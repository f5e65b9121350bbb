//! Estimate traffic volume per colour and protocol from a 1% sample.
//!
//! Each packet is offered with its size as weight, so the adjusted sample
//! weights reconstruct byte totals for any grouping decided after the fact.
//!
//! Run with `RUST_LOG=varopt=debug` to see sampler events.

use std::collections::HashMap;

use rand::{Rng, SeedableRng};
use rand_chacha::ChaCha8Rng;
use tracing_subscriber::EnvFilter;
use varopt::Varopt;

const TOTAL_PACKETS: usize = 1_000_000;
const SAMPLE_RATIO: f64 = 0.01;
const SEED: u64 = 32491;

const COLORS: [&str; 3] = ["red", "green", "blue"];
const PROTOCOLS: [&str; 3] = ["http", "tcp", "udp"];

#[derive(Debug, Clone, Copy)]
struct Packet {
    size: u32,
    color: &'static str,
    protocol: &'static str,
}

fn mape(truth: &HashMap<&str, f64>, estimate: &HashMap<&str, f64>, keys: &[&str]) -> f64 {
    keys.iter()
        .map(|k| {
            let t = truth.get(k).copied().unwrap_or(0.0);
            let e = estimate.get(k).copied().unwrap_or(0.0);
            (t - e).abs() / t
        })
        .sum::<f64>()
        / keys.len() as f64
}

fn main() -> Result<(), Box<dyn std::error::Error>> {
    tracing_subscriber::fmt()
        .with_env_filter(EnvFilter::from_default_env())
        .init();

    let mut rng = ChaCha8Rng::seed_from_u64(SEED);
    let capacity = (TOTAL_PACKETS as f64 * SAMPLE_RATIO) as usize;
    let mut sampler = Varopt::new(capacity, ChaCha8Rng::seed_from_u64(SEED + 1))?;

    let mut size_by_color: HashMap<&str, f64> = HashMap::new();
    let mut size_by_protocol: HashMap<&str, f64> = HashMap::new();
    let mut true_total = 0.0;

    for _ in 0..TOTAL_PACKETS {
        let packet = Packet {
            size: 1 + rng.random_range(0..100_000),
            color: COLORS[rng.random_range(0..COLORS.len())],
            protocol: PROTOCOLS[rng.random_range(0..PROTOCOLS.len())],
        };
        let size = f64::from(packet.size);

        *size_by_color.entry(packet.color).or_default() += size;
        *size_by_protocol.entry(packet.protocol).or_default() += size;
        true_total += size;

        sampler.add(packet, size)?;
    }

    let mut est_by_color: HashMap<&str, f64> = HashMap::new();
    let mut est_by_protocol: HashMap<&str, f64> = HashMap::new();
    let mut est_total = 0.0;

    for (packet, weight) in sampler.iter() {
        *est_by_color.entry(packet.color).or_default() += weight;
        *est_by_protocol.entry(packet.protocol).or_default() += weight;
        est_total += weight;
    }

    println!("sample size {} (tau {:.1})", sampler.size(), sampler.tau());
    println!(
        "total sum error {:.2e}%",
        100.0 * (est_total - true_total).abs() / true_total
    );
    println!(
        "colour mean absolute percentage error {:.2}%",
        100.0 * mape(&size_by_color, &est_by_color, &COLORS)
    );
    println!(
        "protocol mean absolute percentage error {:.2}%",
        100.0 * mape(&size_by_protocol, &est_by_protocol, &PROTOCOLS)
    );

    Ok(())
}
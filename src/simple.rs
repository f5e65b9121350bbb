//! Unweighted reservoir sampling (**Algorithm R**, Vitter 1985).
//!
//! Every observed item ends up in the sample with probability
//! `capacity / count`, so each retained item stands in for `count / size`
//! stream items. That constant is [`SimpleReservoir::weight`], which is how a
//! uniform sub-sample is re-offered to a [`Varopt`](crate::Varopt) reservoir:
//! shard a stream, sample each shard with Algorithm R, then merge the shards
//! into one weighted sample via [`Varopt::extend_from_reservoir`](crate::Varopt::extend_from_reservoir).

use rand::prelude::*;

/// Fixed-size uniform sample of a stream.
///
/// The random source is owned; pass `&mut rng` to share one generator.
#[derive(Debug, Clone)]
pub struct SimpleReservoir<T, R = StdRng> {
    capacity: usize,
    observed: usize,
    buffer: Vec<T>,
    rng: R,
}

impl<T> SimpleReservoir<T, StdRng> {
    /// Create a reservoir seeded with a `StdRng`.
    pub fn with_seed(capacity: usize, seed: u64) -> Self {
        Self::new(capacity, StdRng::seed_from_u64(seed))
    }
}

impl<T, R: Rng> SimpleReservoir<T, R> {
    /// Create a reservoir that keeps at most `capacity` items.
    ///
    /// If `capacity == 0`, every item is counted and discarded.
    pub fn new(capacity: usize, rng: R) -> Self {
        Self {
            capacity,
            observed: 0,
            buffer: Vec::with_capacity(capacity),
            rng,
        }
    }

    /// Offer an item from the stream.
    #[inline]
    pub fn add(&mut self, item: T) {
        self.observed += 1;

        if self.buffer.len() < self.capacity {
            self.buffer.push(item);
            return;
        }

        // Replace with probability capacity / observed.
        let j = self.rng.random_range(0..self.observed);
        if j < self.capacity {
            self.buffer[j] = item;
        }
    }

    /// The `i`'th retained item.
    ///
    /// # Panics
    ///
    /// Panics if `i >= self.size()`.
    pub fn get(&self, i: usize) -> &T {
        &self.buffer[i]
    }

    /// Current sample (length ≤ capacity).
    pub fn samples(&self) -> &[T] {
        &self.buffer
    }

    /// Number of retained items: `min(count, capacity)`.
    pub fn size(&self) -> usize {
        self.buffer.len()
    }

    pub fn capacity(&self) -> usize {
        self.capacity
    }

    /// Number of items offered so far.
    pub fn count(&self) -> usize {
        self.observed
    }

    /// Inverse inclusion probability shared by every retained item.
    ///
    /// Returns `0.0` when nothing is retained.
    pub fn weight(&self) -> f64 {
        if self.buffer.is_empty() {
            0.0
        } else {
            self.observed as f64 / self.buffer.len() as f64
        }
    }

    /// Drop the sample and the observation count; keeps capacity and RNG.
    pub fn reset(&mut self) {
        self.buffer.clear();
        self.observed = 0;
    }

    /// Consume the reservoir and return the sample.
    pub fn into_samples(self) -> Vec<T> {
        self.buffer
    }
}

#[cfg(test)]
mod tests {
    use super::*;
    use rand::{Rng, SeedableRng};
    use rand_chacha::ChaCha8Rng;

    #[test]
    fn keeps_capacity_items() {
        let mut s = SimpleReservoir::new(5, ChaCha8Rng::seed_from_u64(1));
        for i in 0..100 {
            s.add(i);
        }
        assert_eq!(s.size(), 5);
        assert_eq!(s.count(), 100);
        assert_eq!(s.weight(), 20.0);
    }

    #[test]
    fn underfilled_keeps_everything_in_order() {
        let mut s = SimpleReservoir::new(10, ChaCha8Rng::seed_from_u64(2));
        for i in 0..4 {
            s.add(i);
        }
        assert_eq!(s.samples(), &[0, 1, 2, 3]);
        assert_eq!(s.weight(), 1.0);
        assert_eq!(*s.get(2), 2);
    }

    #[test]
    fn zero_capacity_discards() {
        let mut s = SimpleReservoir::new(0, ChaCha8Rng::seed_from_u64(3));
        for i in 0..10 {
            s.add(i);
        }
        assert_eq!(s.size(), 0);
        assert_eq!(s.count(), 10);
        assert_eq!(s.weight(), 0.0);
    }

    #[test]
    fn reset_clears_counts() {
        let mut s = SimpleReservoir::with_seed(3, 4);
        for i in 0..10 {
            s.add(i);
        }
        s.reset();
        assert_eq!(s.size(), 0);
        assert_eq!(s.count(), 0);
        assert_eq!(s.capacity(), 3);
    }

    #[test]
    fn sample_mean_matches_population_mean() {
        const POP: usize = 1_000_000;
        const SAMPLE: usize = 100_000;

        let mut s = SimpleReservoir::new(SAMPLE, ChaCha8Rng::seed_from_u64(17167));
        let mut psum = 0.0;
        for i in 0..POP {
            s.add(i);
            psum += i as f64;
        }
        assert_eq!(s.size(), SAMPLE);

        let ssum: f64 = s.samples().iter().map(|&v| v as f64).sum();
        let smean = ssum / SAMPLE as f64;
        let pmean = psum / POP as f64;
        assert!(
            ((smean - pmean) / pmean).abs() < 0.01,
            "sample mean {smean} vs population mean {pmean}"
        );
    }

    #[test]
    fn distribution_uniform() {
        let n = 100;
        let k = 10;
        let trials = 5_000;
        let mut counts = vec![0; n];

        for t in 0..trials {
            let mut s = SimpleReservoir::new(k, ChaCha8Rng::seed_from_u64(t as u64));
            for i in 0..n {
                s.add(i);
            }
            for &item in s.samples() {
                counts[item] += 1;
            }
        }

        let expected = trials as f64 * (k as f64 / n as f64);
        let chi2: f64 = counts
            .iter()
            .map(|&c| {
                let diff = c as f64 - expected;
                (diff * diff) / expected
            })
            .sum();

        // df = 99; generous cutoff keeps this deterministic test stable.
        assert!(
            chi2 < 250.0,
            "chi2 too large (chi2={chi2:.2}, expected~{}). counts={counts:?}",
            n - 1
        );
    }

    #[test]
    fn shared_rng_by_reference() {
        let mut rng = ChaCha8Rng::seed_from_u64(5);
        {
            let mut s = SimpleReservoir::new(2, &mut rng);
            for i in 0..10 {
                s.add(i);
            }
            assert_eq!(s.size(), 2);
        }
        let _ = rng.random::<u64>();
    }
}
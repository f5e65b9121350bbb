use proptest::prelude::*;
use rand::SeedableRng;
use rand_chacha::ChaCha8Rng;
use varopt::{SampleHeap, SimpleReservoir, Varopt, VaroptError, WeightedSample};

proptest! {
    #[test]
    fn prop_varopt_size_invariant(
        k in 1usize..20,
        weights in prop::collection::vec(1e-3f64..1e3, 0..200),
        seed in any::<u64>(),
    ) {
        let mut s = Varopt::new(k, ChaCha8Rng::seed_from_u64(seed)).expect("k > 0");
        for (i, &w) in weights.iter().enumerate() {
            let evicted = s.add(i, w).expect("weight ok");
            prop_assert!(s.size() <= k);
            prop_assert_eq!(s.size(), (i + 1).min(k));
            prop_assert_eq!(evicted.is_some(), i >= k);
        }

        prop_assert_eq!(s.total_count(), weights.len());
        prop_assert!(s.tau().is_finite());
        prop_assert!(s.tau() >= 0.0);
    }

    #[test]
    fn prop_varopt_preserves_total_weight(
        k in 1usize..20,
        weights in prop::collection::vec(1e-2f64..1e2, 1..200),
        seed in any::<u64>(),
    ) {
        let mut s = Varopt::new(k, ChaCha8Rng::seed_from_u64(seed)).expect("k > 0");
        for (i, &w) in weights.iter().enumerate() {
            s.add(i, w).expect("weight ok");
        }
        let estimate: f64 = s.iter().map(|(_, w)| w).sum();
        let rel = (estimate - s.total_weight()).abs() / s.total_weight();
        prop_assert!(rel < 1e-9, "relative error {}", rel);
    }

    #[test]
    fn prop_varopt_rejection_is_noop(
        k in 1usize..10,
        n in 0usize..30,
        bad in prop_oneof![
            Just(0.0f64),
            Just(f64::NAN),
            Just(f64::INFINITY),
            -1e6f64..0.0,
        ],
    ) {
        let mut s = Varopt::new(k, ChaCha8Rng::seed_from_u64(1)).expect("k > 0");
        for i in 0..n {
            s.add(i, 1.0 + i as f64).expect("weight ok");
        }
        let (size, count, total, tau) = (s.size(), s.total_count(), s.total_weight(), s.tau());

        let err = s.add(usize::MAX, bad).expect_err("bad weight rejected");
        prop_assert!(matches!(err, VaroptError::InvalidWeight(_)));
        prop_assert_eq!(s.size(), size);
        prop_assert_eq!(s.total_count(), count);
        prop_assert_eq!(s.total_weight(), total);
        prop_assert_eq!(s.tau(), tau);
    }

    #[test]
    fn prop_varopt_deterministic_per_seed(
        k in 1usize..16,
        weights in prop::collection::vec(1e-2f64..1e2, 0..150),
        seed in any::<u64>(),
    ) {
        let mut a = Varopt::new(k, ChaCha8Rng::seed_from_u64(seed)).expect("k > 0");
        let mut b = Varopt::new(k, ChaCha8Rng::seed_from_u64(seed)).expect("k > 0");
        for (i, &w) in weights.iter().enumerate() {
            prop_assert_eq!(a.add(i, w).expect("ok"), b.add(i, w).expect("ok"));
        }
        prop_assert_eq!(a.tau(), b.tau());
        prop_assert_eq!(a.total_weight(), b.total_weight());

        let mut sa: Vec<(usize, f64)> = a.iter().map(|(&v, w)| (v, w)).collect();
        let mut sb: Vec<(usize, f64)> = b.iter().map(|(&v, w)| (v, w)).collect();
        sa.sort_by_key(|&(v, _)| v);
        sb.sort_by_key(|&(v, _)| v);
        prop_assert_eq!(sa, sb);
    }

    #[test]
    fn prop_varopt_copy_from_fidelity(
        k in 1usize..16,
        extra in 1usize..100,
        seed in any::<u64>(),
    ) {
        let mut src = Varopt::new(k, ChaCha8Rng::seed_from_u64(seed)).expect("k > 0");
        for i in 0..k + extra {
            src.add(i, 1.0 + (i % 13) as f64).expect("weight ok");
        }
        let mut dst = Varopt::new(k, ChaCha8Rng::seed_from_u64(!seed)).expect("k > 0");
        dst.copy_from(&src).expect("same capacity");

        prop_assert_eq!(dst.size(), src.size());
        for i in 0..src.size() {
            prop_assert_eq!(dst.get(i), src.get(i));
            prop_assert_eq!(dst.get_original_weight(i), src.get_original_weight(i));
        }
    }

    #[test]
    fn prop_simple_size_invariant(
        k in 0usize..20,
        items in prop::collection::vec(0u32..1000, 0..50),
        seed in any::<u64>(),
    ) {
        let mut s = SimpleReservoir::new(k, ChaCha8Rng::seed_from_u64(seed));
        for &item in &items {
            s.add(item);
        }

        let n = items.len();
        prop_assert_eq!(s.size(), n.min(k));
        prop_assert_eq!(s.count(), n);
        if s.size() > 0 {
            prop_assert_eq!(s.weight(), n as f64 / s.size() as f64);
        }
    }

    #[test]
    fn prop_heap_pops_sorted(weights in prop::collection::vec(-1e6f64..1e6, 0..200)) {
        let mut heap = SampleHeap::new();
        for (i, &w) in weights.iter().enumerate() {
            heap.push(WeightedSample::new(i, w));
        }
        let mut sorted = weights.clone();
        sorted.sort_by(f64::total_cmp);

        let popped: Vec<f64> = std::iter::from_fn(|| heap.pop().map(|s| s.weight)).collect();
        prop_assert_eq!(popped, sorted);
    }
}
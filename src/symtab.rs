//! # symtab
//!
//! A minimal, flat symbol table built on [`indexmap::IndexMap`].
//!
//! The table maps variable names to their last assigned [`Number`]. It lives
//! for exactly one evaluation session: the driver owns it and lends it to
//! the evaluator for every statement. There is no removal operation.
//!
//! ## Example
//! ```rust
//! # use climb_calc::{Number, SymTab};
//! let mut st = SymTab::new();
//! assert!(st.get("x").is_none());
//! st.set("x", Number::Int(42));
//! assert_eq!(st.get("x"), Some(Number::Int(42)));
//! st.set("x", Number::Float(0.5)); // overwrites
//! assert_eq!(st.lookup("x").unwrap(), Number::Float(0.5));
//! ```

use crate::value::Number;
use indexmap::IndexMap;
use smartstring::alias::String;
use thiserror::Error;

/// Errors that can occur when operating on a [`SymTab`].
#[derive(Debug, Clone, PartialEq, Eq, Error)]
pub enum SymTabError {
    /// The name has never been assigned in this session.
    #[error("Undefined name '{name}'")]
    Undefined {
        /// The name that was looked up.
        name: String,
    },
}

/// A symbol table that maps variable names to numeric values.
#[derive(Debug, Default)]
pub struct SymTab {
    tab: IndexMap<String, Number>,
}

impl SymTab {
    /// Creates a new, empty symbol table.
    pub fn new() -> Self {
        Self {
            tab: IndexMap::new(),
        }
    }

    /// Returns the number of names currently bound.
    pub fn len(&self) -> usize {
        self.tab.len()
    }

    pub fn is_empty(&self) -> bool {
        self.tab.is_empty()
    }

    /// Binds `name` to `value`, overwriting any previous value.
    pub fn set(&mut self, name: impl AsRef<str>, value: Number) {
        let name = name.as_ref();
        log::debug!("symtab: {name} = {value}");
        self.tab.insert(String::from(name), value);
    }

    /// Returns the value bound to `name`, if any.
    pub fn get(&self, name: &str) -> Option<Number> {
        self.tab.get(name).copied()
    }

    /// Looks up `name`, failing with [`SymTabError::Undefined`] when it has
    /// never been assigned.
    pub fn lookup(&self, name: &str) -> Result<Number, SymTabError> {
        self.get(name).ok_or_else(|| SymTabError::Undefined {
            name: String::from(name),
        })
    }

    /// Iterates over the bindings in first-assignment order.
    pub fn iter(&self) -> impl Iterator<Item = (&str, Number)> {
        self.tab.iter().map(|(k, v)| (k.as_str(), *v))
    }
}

###

— YOUR ASSIGNMENT —
When a line in the listing has the string "VaroptError" in it, return that line.

— OUTPUT BELOW —
use varopt::{SampleHeap, SimpleReservoir, Varopt, VaroptError, WeightedSample};
        prop_assert!(matches!(err, VaroptError::InvalidWeight(_)));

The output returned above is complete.